## Task prompt
Please output the section of the listing below that opens with the line containing "pub fn infer_base(text: &str)" and closes with the line containing "base matches text", exactly and with nothing else.

## Listed entries

use rust_decimal::prelude::{FromPrimitive, ToPrimitive};
use rust_decimal::Decimal;
use serde::{Deserialize, Serialize};
use std::fmt;
use std::str::FromStr;

#[derive(Debug, Clone, Copy, PartialEq, Eq, PartialOrd, Ord, Serialize, Deserialize)]
pub struct Money(Decimal);

impl Money {
    pub fn from_cents(cents: i64) -> Self {
        Money(Decimal::from(cents) / Decimal::from(100))
    }

    pub fn from_decimal(decimal: Decimal) -> Self {
        Money(decimal.round_dp(2))
    }

    /// Lossy conversion from an extracted float amount; non-finite input is zero.
    pub fn from_f64(amount: f64) -> Self {
        Decimal::from_f64(amount)
            .map(Money::from_decimal)
            .unwrap_or_else(Money::zero)
    }

    pub fn to_cents(self) -> i64 {
        (self.0 * Decimal::from(100)).round().to_i64().unwrap_or(0)
    }

    pub fn zero() -> Self {
        Money(Decimal::ZERO)
    }

    pub fn is_zero(self) -> bool {
        self.0.is_zero()
    }
}

impl fmt::Display for Money {
    fn fmt(&self, f: &mut fmt::Formatter<'_>) -> fmt::Result {
        write!(f, "{:.2}", self.0)
    }
}

// ── Localized amount parsing ──────────────────────────────────────────────────

/// Parse a numeral as printed on a receipt, honoring both grouping conventions.
///
/// When a comma and a period are both present, whichever appears last is the
/// decimal separator (`1,234.56` and `1.234,56` are the same amount). A lone
/// comma style is read as European: the rightmost comma is the decimal point.
/// Period-only or separator-free input is taken as canonical.
///
/// Returns `None` when the result is not a number. Negative values are
/// returned as-is; clamping is the caller's concern.
pub fn parse_localized_amount(raw: &str) -> Option<Decimal> {
    let compact: String = raw.chars().filter(|c| !c.is_whitespace()).collect();

    let canonical = match (compact.rfind(','), compact.rfind('.')) {
        (Some(comma), Some(period)) if period > comma => compact.replace(',', ""),
        (Some(comma), _) => {
            let (int_part, frac_part) = compact.split_at(comma);
            let int_part: String = int_part.chars().filter(|c| *c != ',' && *c != '.').collect();
            format!("{int_part}.{}", &frac_part[1..])
        }
        (None, _) => compact,
    };

    Decimal::from_str(&canonical).ok()
}

/// Normalize a localized numeral into a non-negative float.
///
/// Unparseable and negative input both yield `0.0`, so callers cannot tell a
/// failed parse from a genuine zero. Use [`parse_localized_amount`] when that
/// distinction matters.
pub fn normalize_amount(raw: &str) -> f64 {
    parse_localized_amount(raw)
        .and_then(|d| d.to_f64())
        .filter(|v| v.is_finite() && *v >= 0.0)
        .unwrap_or(0.0)
}

#[cfg(test)]
mod tests {
    use super::*;

    #[test]
    fn us_grouping() {
        assert_eq!(normalize_amount("1,234.56"), 1234.56);
        assert_eq!(normalize_amount("12,345,678.90"), 12_345_678.90);
    }

    #[test]
    fn european_grouping() {
        assert_eq!(normalize_amount("1.234,56"), 1234.56);
        assert_eq!(normalize_amount("12,50"), 12.50);
    }

    #[test]
    fn canonical_input_is_untouched() {
        assert_eq!(normalize_amount("1234.56"), 1234.56);
        assert_eq!(normalize_amount("42"), 42.0);
        assert_eq!(normalize_amount("0.05"), 0.05);
    }

    #[test]
    fn comma_only_reads_rightmost_as_decimal() {
        assert_eq!(normalize_amount("1,234"), 1.234);
        assert_eq!(normalize_amount("1,234,56"), 1234.56);
    }

    #[test]
    fn space_grouped_thousands() {
        assert_eq!(normalize_amount("1 234.56"), 1234.56);
    }

    #[test]
    fn malformed_input_is_zero() {
        assert_eq!(normalize_amount(""), 0.0);
        assert_eq!(normalize_amount("abc"), 0.0);
        assert_eq!(normalize_amount("1.2.3"), 0.0);
        assert_eq!(normalize_amount("12.3x"), 0.0);
    }

    #[test]
    fn negative_is_zero() {
        assert_eq!(normalize_amount("-5.00"), 0.0);
        assert_eq!(parse_localized_amount("-5.00"), Some(Decimal::new(-500, 2)));
    }

    #[test]
    fn parse_reports_failure() {
        assert_eq!(parse_localized_amount("0.00"), Some(Decimal::ZERO));
        assert!(parse_localized_amount("n/a").is_none());
    }

    #[test]
    fn money_display_and_cents() {
        let m = Money::from_f64(110.0);
        assert_eq!(m.to_string(), "110.00");
        assert_eq!(m.to_cents(), 11000);
        assert_eq!(Money::from_cents(550).to_string(), "5.50");
        assert!(Money::from_f64(f64::NAN).is_zero());
    }
}
pub mod money;

pub use money::{normalize_amount, parse_localized_amount, Money};
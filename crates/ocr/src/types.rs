use serde::{Deserialize, Serialize};

/// A single image-space vertex of a detection polygon.
pub type Point = [i32; 2];

/// One OCR hit, as returned by the recognition backend.
#[derive(Debug, Clone, Serialize, Deserialize, PartialEq)]
pub struct Detection {
    /// Bounding polygon, usually the four corners of the word box.
    #[serde(default)]
    pub polygon: Vec<Point>,
    pub text: String,
    /// Recognition confidence (0.0–1.0).
    #[serde(default)]
    pub confidence: f32,
}

impl Detection {
    pub fn new(polygon: Vec<Point>, text: impl Into<String>, confidence: f32) -> Self {
        Self { polygon, text: text.into(), confidence: confidence.clamp(0.0, 1.0) }
    }

    /// Axis-aligned box helper, mostly for backends that report `left/top/width/height`.
    pub fn from_rect(left: i32, top: i32, width: i32, height: i32, text: impl Into<String>, confidence: f32) -> Self {
        let (right, bottom) = (left + width, top + height);
        Self::new(
            vec![[left, top], [right, top], [right, bottom], [left, bottom]],
            text,
            confidence,
        )
    }

    /// Mean y-coordinate of the polygon, or 0.0 when there is no geometry.
    pub fn vertical_center(&self) -> f64 {
        if self.polygon.is_empty() {
            return 0.0;
        }
        let sum: f64 = self.polygon.iter().map(|p| f64::from(p[1])).sum();
        sum / self.polygon.len() as f64
    }
}

/// Detections that share a horizontal band.
#[derive(Debug, Clone, Serialize, Deserialize, PartialEq)]
pub struct Line {
    pub vertical_position: f64,
    pub text: String,
    pub tokens: Vec<String>,
}

/// Which total rule produced a candidate.
#[derive(Debug, Clone, Copy, Serialize, Deserialize, PartialEq, Eq)]
#[serde(rename_all = "snake_case")]
pub enum TotalStrategy {
    KeywordBottommost,
    GlobalMax,
}

impl std::fmt::Display for TotalStrategy {
    fn fmt(&self, f: &mut std::fmt::Formatter<'_>) -> std::fmt::Result {
        match self {
            TotalStrategy::KeywordBottommost => write!(f, "keyword_bottommost"),
            TotalStrategy::GlobalMax => write!(f, "global_max"),
        }
    }
}

/// A possible grand total found while scanning lines.
#[derive(Debug, Clone, PartialEq)]
pub struct AmountCandidate {
    pub line_index: usize,
    pub vertical_position: f64,
    pub amount_text: String,
    /// Always non-negative; failed normalization shows up as 0.0.
    pub amount: f64,
    pub strategy: TotalStrategy,
}

/// The selected total, as reported to callers.
#[derive(Debug, Clone, Serialize, Deserialize, PartialEq)]
pub struct TotalField {
    pub amount: f64,
    pub amount_text: String,
    pub line_index: usize,
    pub line_text: String,
    pub strategy: TotalStrategy,
}

#[derive(Debug, Clone, Copy, Serialize, Deserialize, PartialEq, Eq, Hash)]
#[serde(rename_all = "snake_case")]
pub enum ReceiptType {
    Grocery,
    Restaurant,
    Fuel,
    Utilities,
    Pharmacy,
    Transportation,
    Shopping,
    Online,
    /// Nothing matched.
    General,
    /// More than one keyword set matched.
    Mixed,
}

impl std::fmt::Display for ReceiptType {
    fn fmt(&self, f: &mut std::fmt::Formatter<'_>) -> std::fmt::Result {
        let s = match self {
            ReceiptType::Grocery => "grocery",
            ReceiptType::Restaurant => "restaurant",
            ReceiptType::Fuel => "fuel",
            ReceiptType::Utilities => "utilities",
            ReceiptType::Pharmacy => "pharmacy",
            ReceiptType::Transportation => "transportation",
            ReceiptType::Shopping => "shopping",
            ReceiptType::Online => "online",
            ReceiptType::General => "general",
            ReceiptType::Mixed => "mixed",
        };
        write!(f, "{s}")
    }
}

#[derive(Debug, Clone, Copy, Serialize, Deserialize, PartialEq, Eq)]
#[serde(rename_all = "snake_case")]
pub enum TypeConfidence {
    Low,
    Medium,
    High,
}

#[derive(Debug, Clone, Serialize, Deserialize, PartialEq)]
pub struct ReceiptTypeResult {
    #[serde(rename = "type")]
    pub primary: ReceiptType,
    pub all_types: Vec<ReceiptType>,
    pub confidence: TypeConfidence,
}

impl Default for ReceiptTypeResult {
    fn default() -> Self {
        Self { primary: ReceiptType::General, all_types: vec![], confidence: TypeConfidence::Low }
    }
}

#[derive(Debug, Clone, Default, Serialize, Deserialize, PartialEq)]
pub struct Fields {
    pub total: Option<TotalField>,
    pub receipt_type: ReceiptTypeResult,
    pub vendor: String,
    pub date: String,
}

/// Everything extracted from one receipt image.
#[derive(Debug, Clone, Default, Serialize, Deserialize, PartialEq)]
pub struct FieldResult {
    pub text: String,
    pub lines: Vec<Line>,
    pub fields: Fields,
}

impl FieldResult {
    /// Result used when recognition could not run: only an error marker survives.
    pub fn degraded(message: impl std::fmt::Display) -> Self {
        Self { text: format!("Error: {message}"), ..Self::default() }
    }

    pub fn is_degraded(&self) -> bool {
        self.lines.is_empty() && self.text.starts_with("Error: ")
    }
}
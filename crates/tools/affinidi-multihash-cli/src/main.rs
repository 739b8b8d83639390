//! Prints the multihash of files (or standard input) in each configured text
//! encoding, or checks them against an encoded multihash.
use affinidi_multihash::{
    Algorithm, Base, Multihash, MultihashError, check_reader, digest_streaming,
};
use clap::Parser;
use config::{Config, parse_log_level};
use errors::CliError;
use std::{
    env,
    fs::File,
    io::{self, Read, Write},
    path::PathBuf,
    process::ExitCode,
};
use tracing::{Level, event, level_filters::LevelFilter};
use tracing_subscriber::{layer::SubscriberExt, reload, util::SubscriberInitExt};

mod config;
mod errors;

/// Multihash digests of files or standard input
#[derive(Parser, Debug)]
#[command(version, about, long_about = None)]
struct Args {
    /// Files to digest. Reads standard input when empty or `-`
    files: Vec<PathBuf>,

    /// Hash algorithm (sha1, sha256, sha512, sha3-512, sha3-384, sha3-256, sha3-224, blake2b-512, blake2s-256)
    #[arg(short, long)]
    algorithm: Option<Algorithm>,

    /// Truncate the digest to this many bytes
    #[arg(short, long)]
    length: Option<usize>,

    /// Text encoding to print (hex, base58, base64). Repeatable
    #[arg(short, long = "base")]
    bases: Vec<Base>,

    /// Check inputs against this encoded multihash instead of printing digests
    #[arg(long)]
    check: Option<String>,

    /// Path to the configuration file (defaults to conf/multihash.toml)
    #[arg(long)]
    config: Option<PathBuf>,

    /// trace, debug, info, warn or error
    #[arg(long)]
    log_level: Option<String>,
}

/// One input to process
enum Input {
    Stdin,
    File(PathBuf),
}

impl Input {
    fn name(&self) -> String {
        match self {
            Input::Stdin => "-".to_string(),
            Input::File(path) => path.display().to_string(),
        }
    }

    fn open(&self) -> Result<Box<dyn Read>, CliError> {
        match self {
            Input::Stdin => Ok(Box::new(io::stdin().lock())),
            Input::File(path) => File::open(path)
                .map(|f| Box::new(f) as Box<dyn Read>)
                .map_err(CliError::InputError),
        }
    }
}

fn inputs(files: &[PathBuf]) -> Vec<Input> {
    if files.is_empty() {
        return vec![Input::Stdin];
    }

    files
        .iter()
        .map(|path| {
            if path.as_os_str() == "-" {
                Input::Stdin
            } else {
                Input::File(path.clone())
            }
        })
        .collect()
}

fn digest_input(input: &Input, config: &Config) -> Result<Multihash, CliError> {
    let mh = digest_streaming(config.algorithm, input.open()?)?;
    match config.length {
        Some(length) => Ok(mh.truncate(length)?),
        None => Ok(mh),
    }
}

fn print_digest<W: Write>(input: &Input, config: &Config, out: &mut W) -> Result<(), CliError> {
    let mh = digest_input(input, config)?;

    // Render everything first so a failure doesn't leave half an entry
    let mut lines = Vec::with_capacity(config.bases.len());
    for base in &config.bases {
        lines.push(format!("  {base}: {}", mh.encode(*base)?));
    }

    writeln!(out, "{}", input.name())?;
    for line in lines {
        writeln!(out, "{line}")?;
    }
    Ok(())
}

fn check_input<W: Write>(input: &Input, expected: &str, out: &mut W) -> Result<bool, CliError> {
    let matched = check_reader(expected, input.open()?)?;
    writeln!(
        out,
        "{}: {}",
        input.name(),
        if matched { "OK" } else { "FAILED" }
    )?;
    Ok(matched)
}

/// Processes every input, returning how many failed to read, check or match
fn run<W: Write>(args: &Args, config: &Config, out: &mut W) -> usize {
    let mut failures = 0;

    for input in inputs(&args.files) {
        let result = match &args.check {
            Some(expected) => check_input(&input, expected, out),
            None => print_digest(&input, config, out).map(|_| true),
        };

        match result {
            Ok(true) => {}
            Ok(false) => failures += 1,
            Err(err) => {
                // Report and carry on with the remaining inputs
                eprintln!("{}: {}", input.name(), err);
                failures += 1;
            }
        }
    }

    failures
}

fn main() -> ExitCode {
    let args = Args::parse();

    // setup logging/tracing framework
    let filter = LevelFilter::INFO; // This can be changed in the config file!
    let (filter, reload_handle) = reload::Layer::new(filter);
    let ansi = env::var("LOCAL").is_ok();
    tracing_subscriber::registry()
        .with(filter)
        .with(
            tracing_subscriber::fmt::layer()
                .with_ansi(ansi)
                .with_writer(io::stderr),
        )
        .init();

    let mut config = match config::init(args.config.as_deref(), Some(reload_handle.clone())) {
        Ok(config) => config,
        Err(err) => {
            eprintln!("{err}");
            return ExitCode::FAILURE;
        }
    };

    if let Some(level) = &args.log_level {
        match parse_log_level(level) {
            Some(level) => {
                if let Err(err) = reload_handle.modify(|filter| *filter = level) {
                    event!(Level::WARN, "Couldn't change log level. {err}");
                }
            }
            None => event!(Level::WARN, "log_level({level}) is unknown, ignored"),
        }
    }

    // Command line wins over the config file
    if let Some(algorithm) = args.algorithm {
        config.algorithm = algorithm;
    }
    if args.length.is_some() {
        config.length = args.length;
    }
    if !args.bases.is_empty() {
        if let Some(base) = args.bases.iter().find(|b| !Base::SUPPORTED.contains(*b)) {
            eprintln!("{}", MultihashError::UnsupportedBase(base.to_string()));
            return ExitCode::FAILURE;
        }
        config.bases = args.bases.clone();
    }

    event!(Level::DEBUG, "Running with {config:?}");
    let failures = run(&args, &config, &mut io::stdout().lock());
    if failures > 0 {
        event!(Level::DEBUG, "{failures} input(s) failed");
        ExitCode::FAILURE
    } else {
        ExitCode::SUCCESS
    }
}
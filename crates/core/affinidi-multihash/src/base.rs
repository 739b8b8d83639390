//! Text encodings for serialized multihashes
//!
//! Unlike multibase, the encoded text carries no prefix character, so when no
//! base is supplied it has to be inferred from the character set of the text
//! (see [`infer_base`]).

use std::{fmt, str::FromStr};

use base64::prelude::*;
use serde::{Deserialize, Serialize};
use tracing::debug;

use crate::{MultihashError, Result};

/// Bitcoin base58 alphabet (no `0`, `O`, `I` or `l`)
const BASE58_ALPHABET: &[u8] = b"123456789ABCDEFGHJKLMNPQRSTUVWXYZabcdefghijkmnopqrstuvwxyz";

/// Candidate text encodings
#[derive(Debug, Clone, Copy, PartialEq, Eq, Hash, Serialize, Deserialize)]
#[serde(rename_all = "lowercase")]
pub enum Base {
    Hex,
    /// Reserved. Every encode/decode attempt fails with `UnsupportedBase`.
    Base32,
    Base58,
    Base64,
}

impl Base {
    /// Bases that can actually be encoded and decoded
    pub const SUPPORTED: [Base; 3] = [Base::Hex, Base::Base58, Base::Base64];

    pub fn name(self) -> &'static str {
        match self {
            Base::Hex => "hex",
            Base::Base32 => "base32",
            Base::Base58 => "base58",
            Base::Base64 => "base64",
        }
    }
}

impl fmt::Display for Base {
    fn fmt(&self, f: &mut fmt::Formatter) -> fmt::Result {
        write!(f, "{}", self.name())
    }
}

impl FromStr for Base {
    type Err = MultihashError;

    fn from_str(s: &str) -> Result<Self> {
        match s {
            "hex" => Ok(Base::Hex),
            "base32" => Ok(Base::Base32),
            "base58" => Ok(Base::Base58),
            "base64" => Ok(Base::Base64),
            _ => Err(MultihashError::UnsupportedBase(s.to_string())),
        }
    }
}

/// Render bytes as text in the given base
pub fn encode(base: Base, bytes: &[u8]) -> Result<String> {
    match base {
        Base::Hex => Ok(hex::encode(bytes)),
        Base::Base32 => Err(MultihashError::UnsupportedBase(base.to_string())),
        Base::Base58 => Ok(bs58::encode(bytes).into_string()),
        Base::Base64 => Ok(BASE64_STANDARD.encode(bytes)),
    }
}

/// Inverse of [`encode`]
pub fn decode(base: Base, text: &str) -> Result<Vec<u8>> {
    let decoded = match base {
        Base::Hex => hex::decode(text).map_err(|e| e.to_string()),
        Base::Base32 => return Err(MultihashError::UnsupportedBase(base.to_string())),
        Base::Base58 => bs58::decode(text).into_vec().map_err(|e| e.to_string()),
        Base::Base64 => BASE64_STANDARD.decode(text).map_err(|e| e.to_string()),
    };

    decoded.map_err(|reason| MultihashError::DecodeError {
        base: base.to_string(),
        reason,
    })
}

/// Guess the base of `text` from its characters.
///
/// Checks run in a fixed order and the first match wins: hex, base32, base58,
/// then base64 as the catch-all. Short hex strings are often valid base58 too;
/// the ordering always resolves them to hex. Base64 text that happens to avoid
/// `+`, `/`, `=` and the base58 exclusions is classified as base58, which is a
/// known limitation of prefix-less encodings.
pub fn infer_base(text: &str) -> Result<Base> {
    let bytes = text.as_bytes();

    let base = if bytes.is_empty() {
        return Err(MultihashError::AmbiguousOrUnknown);
    } else if bytes.len() % 2 == 0 && bytes.iter().all(u8::is_ascii_hexdigit) {
        Base::Hex
    } else if is_base32(bytes) {
        Base::Base32
    } else if bytes.iter().all(|c| BASE58_ALPHABET.contains(c)) {
        Base::Base58
    } else if bytes
        .iter()
        .all(|c| c.is_ascii_alphanumeric() || matches!(c, b'+' | b'/' | b'='))
    {
        Base::Base64
    } else {
        debug!("no base matches text ({text})");
        return Err(MultihashError::AmbiguousOrUnknown);
    };

    debug!("inferred base ({base}) for text ({text})");
    Ok(base)
}

/// RFC 4648 alphabet (`A-Z2-7`) with optional trailing `=` padding
fn is_base32(bytes: &[u8]) -> bool {
    let body_len = bytes
        .iter()
        .rposition(|&c| c != b'=')
        .map_or(0, |last| last + 1);

    body_len > 0
        && bytes[..body_len]
            .iter()
            .all(|c| c.is_ascii_uppercase() || (b'2'..=b'7').contains(c))
}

## Answer box
pub fn infer_base(text: &str) -> Result<Base> {
    let bytes = text.as_bytes();

    let base = if bytes.is_empty() {
        return Err(MultihashError::AmbiguousOrUnknown);
    } else if bytes.len() % 2 == 0 && bytes.iter().all(u8::is_ascii_hexdigit) {
        Base::Hex
    } else if is_base32(bytes) {
        Base::Base32
    } else if bytes.iter().all(|c| BASE58_ALPHABET.contains(c)) {
        Base::Base58
    } else if bytes
        .iter()
        .all(|c| c.is_ascii_alphanumeric() || matches!(c, b'+' | b'/' | b'='))
    {
        Base::Base64
    } else {
        debug!("no base matches text ({text})");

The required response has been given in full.